── Information shown
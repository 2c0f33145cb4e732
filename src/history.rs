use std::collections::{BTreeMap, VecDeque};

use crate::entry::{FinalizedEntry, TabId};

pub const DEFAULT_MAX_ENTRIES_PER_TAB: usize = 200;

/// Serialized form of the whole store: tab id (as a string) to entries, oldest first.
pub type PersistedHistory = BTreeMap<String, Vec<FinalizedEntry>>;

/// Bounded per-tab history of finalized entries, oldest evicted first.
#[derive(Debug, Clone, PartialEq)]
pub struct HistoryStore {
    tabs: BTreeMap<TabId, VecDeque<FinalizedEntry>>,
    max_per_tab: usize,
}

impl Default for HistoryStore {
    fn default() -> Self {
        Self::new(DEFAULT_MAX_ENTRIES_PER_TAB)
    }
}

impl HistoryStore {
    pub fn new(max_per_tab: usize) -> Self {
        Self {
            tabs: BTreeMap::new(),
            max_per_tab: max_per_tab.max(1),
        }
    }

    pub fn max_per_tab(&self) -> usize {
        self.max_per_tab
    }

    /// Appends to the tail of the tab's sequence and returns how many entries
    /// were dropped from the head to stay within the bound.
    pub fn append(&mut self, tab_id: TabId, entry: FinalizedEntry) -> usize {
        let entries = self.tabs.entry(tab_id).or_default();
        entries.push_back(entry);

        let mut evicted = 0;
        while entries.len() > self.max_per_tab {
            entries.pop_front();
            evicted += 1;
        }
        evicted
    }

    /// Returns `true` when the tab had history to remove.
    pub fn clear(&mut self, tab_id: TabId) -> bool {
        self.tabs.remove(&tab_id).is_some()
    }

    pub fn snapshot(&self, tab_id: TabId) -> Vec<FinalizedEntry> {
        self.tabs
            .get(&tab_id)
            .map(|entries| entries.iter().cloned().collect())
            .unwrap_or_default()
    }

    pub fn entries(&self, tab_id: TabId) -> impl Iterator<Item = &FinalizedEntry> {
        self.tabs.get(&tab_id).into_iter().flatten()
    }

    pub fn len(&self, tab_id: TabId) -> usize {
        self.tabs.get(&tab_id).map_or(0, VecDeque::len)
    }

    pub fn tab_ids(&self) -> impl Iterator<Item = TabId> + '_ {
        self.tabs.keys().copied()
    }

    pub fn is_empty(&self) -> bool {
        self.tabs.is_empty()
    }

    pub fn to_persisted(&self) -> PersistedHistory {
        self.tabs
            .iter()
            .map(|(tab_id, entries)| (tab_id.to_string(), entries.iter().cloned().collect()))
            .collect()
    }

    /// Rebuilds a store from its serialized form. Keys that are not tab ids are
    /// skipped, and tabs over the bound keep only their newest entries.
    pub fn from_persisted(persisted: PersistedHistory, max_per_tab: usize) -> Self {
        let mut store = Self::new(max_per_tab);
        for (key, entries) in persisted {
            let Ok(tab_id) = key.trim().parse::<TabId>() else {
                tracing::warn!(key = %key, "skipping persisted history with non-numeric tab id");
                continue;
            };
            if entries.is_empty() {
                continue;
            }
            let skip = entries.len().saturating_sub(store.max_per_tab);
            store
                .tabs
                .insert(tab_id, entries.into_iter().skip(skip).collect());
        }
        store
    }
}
────
- **Assignment**
Provide an exact transcription of every entry above.

- **Task output**
repository 2c0f33145cb4e732
filename src/history.rs
use std::collections::{BTreeMap, VecDeque};

use crate::entry::{FinalizedEntry, TabId};

pub const DEFAULT_MAX_ENTRIES_PER_TAB: usize = 200;

/// Serialized form of the whole store: tab id (as a string) to entries, oldest first.
pub type PersistedHistory = BTreeMap<String, Vec<FinalizedEntry>>;

/// Bounded per-tab history of finalized entries, oldest evicted first.
#[derive(Debug, Clone, PartialEq)]
pub struct HistoryStore {
    tabs: BTreeMap<TabId, VecDeque<FinalizedEntry>>,
    max_per_tab: usize,
}

impl Default for HistoryStore {
    fn default() -> Self {
        Self::new(DEFAULT_MAX_ENTRIES_PER_TAB)
    }
}

impl HistoryStore {
    pub fn new(max_per_tab: usize) -> Self {
        Self {
            tabs: BTreeMap::new(),
            max_per_tab: max_per_tab.max(1),
        }
    }

    pub fn max_per_tab(&self) -> usize {
        self.max_per_tab
    }

    /// Appends to the tail of the tab's sequence and returns how many entries
    /// were dropped from the head to stay within the bound.
    pub fn append(&mut self, tab_id: TabId, entry: FinalizedEntry) -> usize {
        let entries = self.tabs.entry(tab_id).or_default();
        entries.push_back(entry);

        let mut evicted = 0;
        while entries.len() > self.max_per_tab {
            entries.pop_front();
            evicted += 1;
        }
        evicted
    }

    /// Returns `true` when the tab had history to remove.
    pub fn clear(&mut self, tab_id: TabId) -> bool {
        self.tabs.remove(&tab_id).is_some()
    }

    pub fn snapshot(&self, tab_id: TabId) -> Vec<FinalizedEntry> {
        self.tabs
            .get(&tab_id)
            .map(|entries| entries.iter().cloned().collect())
            .unwrap_or_default()
    }

    pub fn entries(&self, tab_id: TabId) -> impl Iterator<Item = &FinalizedEntry> {
        self.tabs.get(&tab_id).into_iter().flatten()
    }

    pub fn len(&self, tab_id: TabId) -> usize {
        self.tabs.get(&tab_id).map_or(0, VecDeque::len)
    }

    pub fn tab_ids(&self) -> impl Iterator<Item = TabId> + '_ {
        self.tabs.keys().copied()
    }

    pub fn is_empty(&self) -> bool {
        self.tabs.is_empty()
    }

    pub fn to_persisted(&self) -> PersistedHistory {
        self.tabs
            .iter()
            .map(|(tab_id, entries)| (tab_id.to_string(), entries.iter().cloned().collect()))
            .collect()
    }

    /// Rebuilds a store from its serialized form. Keys that are not tab ids are
    /// skipped, and tabs over the bound keep only their newest entries.
    pub fn from_persisted(persisted: PersistedHistory, max_per_tab: usize) -> Self {
        let mut store = Self::new(max_per_tab);
        for (key, entries) in persisted {
            let Ok(tab_id) = key.trim().parse::<TabId>() else {
                tracing::warn!(key = %key, "skipping persisted history with non-numeric tab id");
                continue;
            };
            if entries.is_empty() {
                continue;
            }
            let skip = entries.len().saturating_sub(store.max_per_tab);
            store
                .tabs
                .insert(tab_id, entries.into_iter().skip(skip).collect());
        }
        store
    }
}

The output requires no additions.